Neutron-capture therapy of human cancer: in vitro results on the preparation of boron-labeled antibodies to carcinoembryonic antigen.

Abstract

Two samples of 2-phenyl-1,2-dicarba-closo-[1-3H]dodecaborane(12) were prepared by treating 1-lithio-2-phenyl-1,2-dicarba-closo-dodecarborane(12)with 3H2O (0.1 and 5.0 Ci/ml, respectively). These tritiated phenylcarborane samples were subsequently converted to corresponding samples of p-[1,2-dicarba-closo-[1-3H]dodecarboran(12)-2-yl]benzenediazonium ion ([3H]DBD) suitable for azo-coupling reactions. Reaction of the 2 tritiated diazonium ion samples with 2-napthol resulted in the formation of an azo dye (.epsilon. = 1.98 .times. 104 M-1 cm-1 at 485 nm). Experiments relating absorbance to 3H activity proved the 2 [3H]DBD sources to have 3.81 .times. 1011 and 2.45 .times. 1013 cpm of 3H/mol of tritiated carborane substitutent. Purified antibodies to carcinoembryonic antigen were coupled to the [3H]DBD, and after extensive dialysis, the average number of carborane moieties per antibody molecule was determined by measuring the 3H activity associated with a known protein concentration. Further examination of these tritiated carborane-labeled antibodies by affinity chromatography proved that B labeling did not destroy their immunoreactivity.

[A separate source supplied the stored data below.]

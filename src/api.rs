//! Request handling shared by the HTTP server and the CLI.
//!
//! A [`ScanService`] validates a raw request, fills in defaults from
//! [`Settings`], runs the scan and returns the report. Validation failures
//! surface as a single [`RequestError`]; probe failures never do.

use crate::config::Settings;
use crate::error::RequestError;
use crate::scanner::{
    self, BatchScheduler, HostScanJob, HostScanReport, LivenessProber, PortScanJob,
    PortScanReport, StopSignal,
};
use crate::types::{PortList, ScanId, TargetSpec};
use indicatif::ProgressBar;
use serde::Deserialize;
use std::net::Ipv4Addr;
use std::sync::Arc;
use tracing::{info_span, Instrument};

/// Body of a `scan-hosts` request.
#[derive(Debug, Clone, Default, Deserialize)]
#[serde(rename_all = "camelCase")]
pub struct HostScanRequest {
    pub target: Option<String>,
    pub ip_range: Option<String>,
    pub single_ip: Option<String>,
    /// Milliseconds.
    pub timeout: Option<u64>,
    pub batch_size: Option<usize>,
}

impl HostScanRequest {
    /// First non-blank target field, in the order `target`, `ipRange`, `singleIp`.
    pub fn target_spec(&self) -> Result<&str, RequestError> {
        [&self.target, &self.ip_range, &self.single_ip]
            .into_iter()
            .flatten()
            .map(|s| s.trim())
            .find(|s| !s.is_empty())
            .ok_or(RequestError::MissingTarget)
    }
}

/// Body of a `scan-ports` request.
#[derive(Debug, Clone, Default, Deserialize)]
pub struct PortScanRequest {
    pub ip: Option<String>,
    pub preset: Option<String>,
    pub ports: Option<String>,
    /// Milliseconds.
    pub timeout: Option<u64>,
}

/// Optional hooks for long-running scans started from the CLI.
#[derive(Clone, Default)]
pub struct ScanHooks {
    pub stop: Option<StopSignal>,
    pub progress: Option<ProgressBar>,
}

/// Entry point for scan requests.
pub struct ScanService {
    settings: Settings,
    prober: Arc<LivenessProber>,
}

impl ScanService {
    /// Service using the system `ping` facility.
    pub fn new(settings: Settings) -> Self {
        let prober = Arc::new(LivenessProber::new(&settings));
        Self::with_prober(settings, prober)
    }

    /// Service using an existing liveness prober.
    pub fn with_prober(settings: Settings, prober: Arc<LivenessProber>) -> Self {
        Self { settings, prober }
    }

    /// Get the active settings.
    pub fn settings(&self) -> &Settings {
        &self.settings
    }

    /// Validate and run a host scan.
    pub async fn scan_hosts(&self, request: &HostScanRequest) -> Result<HostScanReport, RequestError> {
        self.scan_hosts_with(request, ScanHooks::default()).await
    }

    /// Validate and run a host scan with CLI hooks.
    pub async fn scan_hosts_with(
        &self,
        request: &HostScanRequest,
        hooks: ScanHooks,
    ) -> Result<HostScanReport, RequestError> {
        let target = TargetSpec::parse(request.target_spec()?)?;
        let timeout = self
            .settings
            .clamp_timeout(request.timeout, self.settings.host_timeout_ms);
        let batch_size = self
            .settings
            .clamp_batch_size(request.batch_size, self.settings.host_batch_size);

        let job = HostScanJob {
            id: ScanId::new(),
            target,
            timeout_secs: timeout.as_millis().div_ceil(1000).max(1) as u64,
        };
        let span = info_span!("scan_hosts", scan_id = %job.id);
        let scheduler = scheduler_with(batch_size, hooks);

        Ok(scanner::scan_hosts(job, &self.prober, &scheduler)
            .instrument(span)
            .await)
    }

    /// Validate and run a port scan.
    pub async fn scan_ports(&self, request: &PortScanRequest) -> Result<PortScanReport, RequestError> {
        self.scan_ports_with(request, ScanHooks::default()).await
    }

    /// Validate and run a port scan with CLI hooks.
    pub async fn scan_ports_with(
        &self,
        request: &PortScanRequest,
        hooks: ScanHooks,
    ) -> Result<PortScanReport, RequestError> {
        let ip = request
            .ip
            .as_deref()
            .map(str::trim)
            .filter(|ip| !ip.is_empty())
            .ok_or(RequestError::MissingIp)?;
        let ip: Ipv4Addr = ip
            .parse()
            .map_err(|_| RequestError::InvalidIp(ip.to_string()))?;
        let ports = PortList::resolve(request.preset.as_deref(), request.ports.as_deref())?;
        let timeout = self
            .settings
            .clamp_timeout(request.timeout, self.settings.port_timeout_ms);

        let job = PortScanJob {
            id: ScanId::new(),
            ip,
            ports,
            timeout,
        };
        let span = info_span!("scan_ports", scan_id = %job.id);
        let scheduler = scheduler_with(self.settings.port_batch_size, hooks);

        Ok(scanner::scan_ports(job, &scheduler).instrument(span).await)
    }
}

fn scheduler_with(batch_size: usize, hooks: ScanHooks) -> BatchScheduler {
    let mut scheduler = BatchScheduler::new(batch_size);
    if let Some(stop) = hooks.stop {
        scheduler = scheduler.with_stop_signal(stop);
    }
    if let Some(progress) = hooks.progress {
        scheduler = scheduler.with_progress(progress);
    }
    scheduler
}
//! Configuration management for rangescan.
//!
//! Provides XDG-compliant settings storage with serde defaults for every field.

mod settings;

pub use settings::{Paths, Settings, DEFAULT_FALLBACK_PORTS};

Correlations of azo-coupling conditions (reactant ratios, pH) with immunoreactivity and antibody protein recovery are presented. [The potential use of B-containing compounds in cancer therapy is based on the nuclear property to 10B to absorb thermal neutrons. The disintegration products are charged particles that have a range in tissue of < 10 .mu.m, which is comparable to the diameter of an erythrocyte. Thus, the radiation dose from these particles would be confined to a single cell or its immediate neighbors. B conjugated to antitumor antibodies might be an effective means of targeting the neutron-capture therapy to cancer tissue.].